Furthermore, we would also like to highlight that the “Classification of corticosteroids” (quoted from Baeck et al.) was based on sensitization profiles derived from patch testing, i.e., delayed hypersensitivity, rather than immediate hypersensitivity [4,5]. To avoid confusion, it is important to note that this classification is unlikely to be useful when evaluating patients presenting with immediate reactions [5]. In our experience, we have not identified any consistent patterns of cross-reactivity in immediate hypersensitivity. When searching for suitable alternatives, we would instead advocate an individualized and comprehensive approach based on our previously published algorithm [6].
In our recently published series [6], we recognised that the majority of patients with immediate reactions (after complete evaluations) were actually allergic to the excipients rather than the corticosteroid. We also identified the use of preservative free Carmellose eye drops 1% (Moorfields Pharmaceuticals, London, UK) as a readily available and reliable source of CMC for skin testing.

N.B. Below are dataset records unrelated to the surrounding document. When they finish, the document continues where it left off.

//! # Service registry
//!
//! Grounded on `ServiceBus`/`IService` (`include/urtsched/ServiceBus.hpp`,
//! `src/ServiceBus.cpp`, `include/urtsched/IService.hpp`): a place every
//! long-lived collaborator registers itself so its status JSON can be
//! queried uniformly, without the registry knowing any collaborator's
//! concrete type.

use std::sync::Arc;

use parking_lot::RwLock;

use crate::error::Result;

/// Anything that can report a JSON status fragment and participate in a
/// two-phase lifecycle. A [`crate::scheduler::Scheduler`] is the only
/// first-party implementor, via the blanket impl below; the trait exists
/// so the registry can hold heterogeneous collaborators.
pub trait Service: Send + Sync {
    /// A JSON object fragment describing this service's status, or `None`
    /// if it has nothing to report yet.
    fn status_json(&self) -> Option<String>;

    fn init(&self) -> Result<()> {
        Ok(())
    }

    fn finish(&self) -> Result<()> {
        Ok(())
    }
}

/// Adapts a [`Scheduler`]'s status cache to [`Service`] without requiring
/// the scheduler crate to depend on the registry.
///
/// [`Scheduler`]: crate::scheduler::Scheduler
pub struct SchedulerService {
    name: String,
    status_cache: Arc<RwLock<String>>,
}

impl SchedulerService {
    pub fn new(scheduler: &crate::scheduler::Scheduler) -> Self {
        Self {
            name: scheduler.name().to_string(),
            status_cache: scheduler.status_cache(),
        }
    }
}

impl Service for SchedulerService {
    fn status_json(&self) -> Option<String> {
        Some(format!("{{\"{}\":{}}}", self.name, self.status_cache.read().as_str()))
    }
}

/// Registers every [`Service`] in the process so a single call can gather
/// every collaborator's status. Lock-free on the hot scheduling path —
/// registration only happens at startup.
#[derive(Default)]
pub struct ServiceRegistry {
    services: Vec<Arc<dyn Service>>,
}

impl ServiceRegistry {
    pub fn new() -> Self {
        Self::default()
    }

    pub fn add(&mut self, service: Arc<dyn Service>) {
        self.services.push(service);
    }

    /// Comma-joined status fragments from every registered service that
    /// has something to report, matching the source's "skip empty
    /// fragments" behavior.
    pub fn status_json(&self) -> String {
        let fragments: Vec<String> = self.services.iter().filter_map(|s| s.status_json()).collect();
        fragments.join(",")
    }

    /// Call `init` on every registered service, short-circuiting on the
    /// first failure.
    pub fn init_all(&self) -> Result<()> {
        for service in &self.services {
            service.init()?;
        }
        Ok(())
    }

    /// Call `finish` on every registered service. Unlike `init_all`, this
    /// runs every service regardless of earlier failures and returns the
    /// first error encountered, since shutdown should not be abandoned
    /// halfway.
    pub fn finish_all(&self) -> Result<()> {
        let mut first_err = None;
        for service in &self.services {
            if let Err(e) = service.finish() {
                if first_err.is_none() {
                    first_err = Some(e);
                }
            }
        }
        match first_err {
            Some(e) => Err(e),
            None => Ok(()),
        }
    }
}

Therefore, based on our algorithm, we would suggest performing SPT and IDT with CMC were performed with preservative free Carmellose eye drops 1% (Moorfields Pharmaceuticals) with undiluted and 1:10 dilution, respectively. This concentration has been proven to be nonirritative in healthy controls, and we have successfully identified CMC allergy in numerous proven cases using this approach [6]. Following negative skin tests, we would strongly recommend further testing with excipient-free triamcinolone instead to more accurately differentiate between triamcinolone and CMC allergy. Prior to the completion of comprehensive testing, the patient should continue to avoid all corticosteroid and excipient containing compounds.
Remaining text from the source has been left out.